Top of Provided data

//! Audit events

use super::DataApiClient;
use dm_api_core::envelope::Envelope;
use dm_api_core::error::{ApiError, ApiResult};
use dm_api_core::request::QueryParams;
use serde_json::{json, Value};
use std::fmt;
use std::str::FromStr;

/// Kinds of audit event the Data API records
#[derive(Debug, Clone, Copy, PartialEq, Eq, Hash)]
#[allow(missing_docs)]
pub enum AuditType {
    ContactUpdate,
    SupplierUpdate,
    UpdateService,
    UpdateServiceStatus,
    UpdateServiceArchived,
    ImportService,
    CreateDraftService,
    UpdateDraftService,
    CompleteDraftService,
    DeleteDraftService,
    PublishDraftService,
    CreateUser,
    UpdateUser,
    InviteUser,
    RegisterFrameworkInterest,
    AnswerSelectionQuestions,
    SendClarificationQuestion,
    CreateBrief,
    UpdateBrief,
    UpdateBriefStatus,
    DeleteBrief,
    CreateBriefResponse,
    UpdateBriefResponse,
    SubmitBriefResponse,
    AddBriefClarificationQuestion,
    CreateProject,
    UpdateOutcome,
    AgreeFrameworkVariation,
}

impl AuditType {
    /// Every audit type, in declaration order
    pub const ALL: [Self; 28] = [
        Self::ContactUpdate,
        Self::SupplierUpdate,
        Self::UpdateService,
        Self::UpdateServiceStatus,
        Self::UpdateServiceArchived,
        Self::ImportService,
        Self::CreateDraftService,
        Self::UpdateDraftService,
        Self::CompleteDraftService,
        Self::DeleteDraftService,
        Self::PublishDraftService,
        Self::CreateUser,
        Self::UpdateUser,
        Self::InviteUser,
        Self::RegisterFrameworkInterest,
        Self::AnswerSelectionQuestions,
        Self::SendClarificationQuestion,
        Self::CreateBrief,
        Self::UpdateBrief,
        Self::UpdateBriefStatus,
        Self::DeleteBrief,
        Self::CreateBriefResponse,
        Self::UpdateBriefResponse,
        Self::SubmitBriefResponse,
        Self::AddBriefClarificationQuestion,
        Self::CreateProject,
        Self::UpdateOutcome,
        Self::AgreeFrameworkVariation,
    ];

    /// Wire name
    #[must_use]
    pub fn as_str(self) -> &'static str {
        match self {
            Self::ContactUpdate => "contact_update",
            Self::SupplierUpdate => "supplier_update",
            Self::UpdateService => "update_service",
            Self::UpdateServiceStatus => "update_service_status",
            Self::UpdateServiceArchived => "update_service_archived",
            Self::ImportService => "import_service",
            Self::CreateDraftService => "create_draft_service",
            Self::UpdateDraftService => "update_draft_service",
            Self::CompleteDraftService => "complete_draft_service",
            Self::DeleteDraftService => "delete_draft_service",
            Self::PublishDraftService => "publish_draft_service",
            Self::CreateUser => "create_user",
            Self::UpdateUser => "update_user",
            Self::InviteUser => "invite_user",
            Self::RegisterFrameworkInterest => "register_framework_interest",
            Self::AnswerSelectionQuestions => "answer_selection_questions",
            Self::SendClarificationQuestion => "send_clarification_question",
            Self::CreateBrief => "create_brief",
            Self::UpdateBrief => "update_brief",
            Self::UpdateBriefStatus => "update_brief_status",
            Self::DeleteBrief => "delete_brief",
            Self::CreateBriefResponse => "create_brief_response",
            Self::UpdateBriefResponse => "update_brief_response",
            Self::SubmitBriefResponse => "submit_brief_response",
            Self::AddBriefClarificationQuestion => "add_brief_clarification_question",
            Self::CreateProject => "create_project",
            Self::UpdateOutcome => "update_outcome",
            Self::AgreeFrameworkVariation => "agree_framework_variation",
        }
    }
}

impl fmt::Display for AuditType {
    fn fmt(&self, f: &mut fmt::Formatter<'_>) -> fmt::Result {
        f.write_str(self.as_str())
    }
}

impl FromStr for AuditType {
    type Err = ApiError;

    fn from_str(s: &str) -> Result<Self, Self::Err> {
        Self::ALL
            .into_iter()
            .find(|audit_type| audit_type.as_str() == s)
            .ok_or_else(|| ApiError::UnknownVariant {
                kind: "audit type",
                value: s.to_string(),
            })
    }
}

/// Filters for [`DataApiClient::find_audit_events`]
#[derive(Debug, Clone, Default)]
pub struct FindAuditEvents {
    /// Page number, starting at 1
    pub page: Option<u32>,
    /// Page size
    pub per_page: Option<u32>,
    /// Only events of this type
    pub audit_type: Option<AuditType>,
    /// Only events on this date (`YYYY-MM-DD`)
    pub audit_date: Option<String>,
    /// `all`, `true` or `false`
    pub acknowledged: Option<String>,
    /// Type of the audited object, e.g. `suppliers`
    pub object_type: Option<String>,
    /// Id of the audited object
    pub object_id: Option<String>,
    /// Newest events first
    pub latest_first: Option<bool>,
    /// Only the earliest event per object
    pub earliest_for_each_object: Option<bool>,
    /// Acting user
    pub user: Option<String>,
    /// Supplier id recorded in the event data
    pub data_supplier_id: Option<u64>,
    /// Sort field
    pub sort_by: Option<String>,
}

impl FindAuditEvents {
    fn query(&self) -> QueryParams {
        QueryParams::new()
            .opt("page", self.page)
            .opt("per_page", self.per_page)
            .opt("audit-type", self.audit_type)
            .opt("audit-date", self.audit_date.as_deref())
            .opt("acknowledged", self.acknowledged.as_deref())
            .opt("object-type", self.object_type.as_deref())
            .opt("object-id", self.object_id.as_deref())
            .title_flag("latest_first", self.latest_first)
            .title_flag("earliest_for_each_object", self.earliest_for_each_object)
            .opt("user", self.user.as_deref())
            .opt("data-supplier-id", self.data_supplier_id)
            .opt("sort_by", self.sort_by.as_deref())
    }
}

impl DataApiClient {
    /// GET /audit-events/{id}
    pub fn get_audit_event(&self, audit_event_id: u64) -> ApiResult<Value> {
        self.client.get(&format!("/audit-events/{audit_event_id}"))
    }

    /// GET /audit-events
    pub fn find_audit_events(&self, filters: FindAuditEvents) -> ApiResult<Value> {
        self.client.get_with("/audit-events", filters.query())
    }

    /// Every audit event matching `filters`, across pages
    pub fn find_audit_events_iter(
        &self,
        filters: FindAuditEvents,
    ) -> impl Iterator<Item = ApiResult<Value>> + '_ {
        self.client.pages("auditEvents", "/audit-events", filters.query())
    }

    /// POST /audit-events/{id}/acknowledge
    pub fn acknowledge_audit_event(&self, audit_event_id: u64, user: Option<&str>) -> ApiResult<Value> {
        let body = Envelope::new().updated_by(self.user(user)?);
        self.client
            .post(&format!("/audit-events/{audit_event_id}/acknowledge"), body)
    }

    /// Acknowledge a service update and every earlier unacknowledged one
    ///
    /// POST /services/{id}/updates/acknowledge
    pub fn acknowledge_service_update_including_previous(
        &self,
        service_id: &str,
        audit_event_id: u64,
        user: Option<&str>,
    ) -> ApiResult<Value> {
        let body = Envelope::new()
            .with("latestAuditEventId", audit_event_id)
            .updated_by(self.user(user)?);
        self.client
            .post(&format!("/services/{service_id}/updates/acknowledge"), body)
    }

    /// POST /audit-events
    ///
    /// `data` defaults to an empty object; `user`, `object_type` and
    /// `object_id` are left out when not given.
    pub fn create_audit_event(
        &self,
        audit_type: AuditType,
        user: Option<&str>,
        data: Option<Value>,
        object_type: Option<&str>,
        object_id: Option<&str>,
    ) -> ApiResult<Value> {
        let event = Envelope::new()
            .with("type", audit_type.as_str())
            .with_opt("user", user)
            .with("data", data.unwrap_or_else(|| json!({})))
            .with_opt("objectType", object_type)
            .with_opt("objectId", object_id);
        self.client
            .post("/audit-events", Envelope::wrap("auditEvents", event))
    }
}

Bottom of Provided data

The response consists of the lines above that contain "pages".

* Task response *
    /// Every audit event matching `filters`, across pages
        self.client.pages("auditEvents", "/audit-events", filters.query())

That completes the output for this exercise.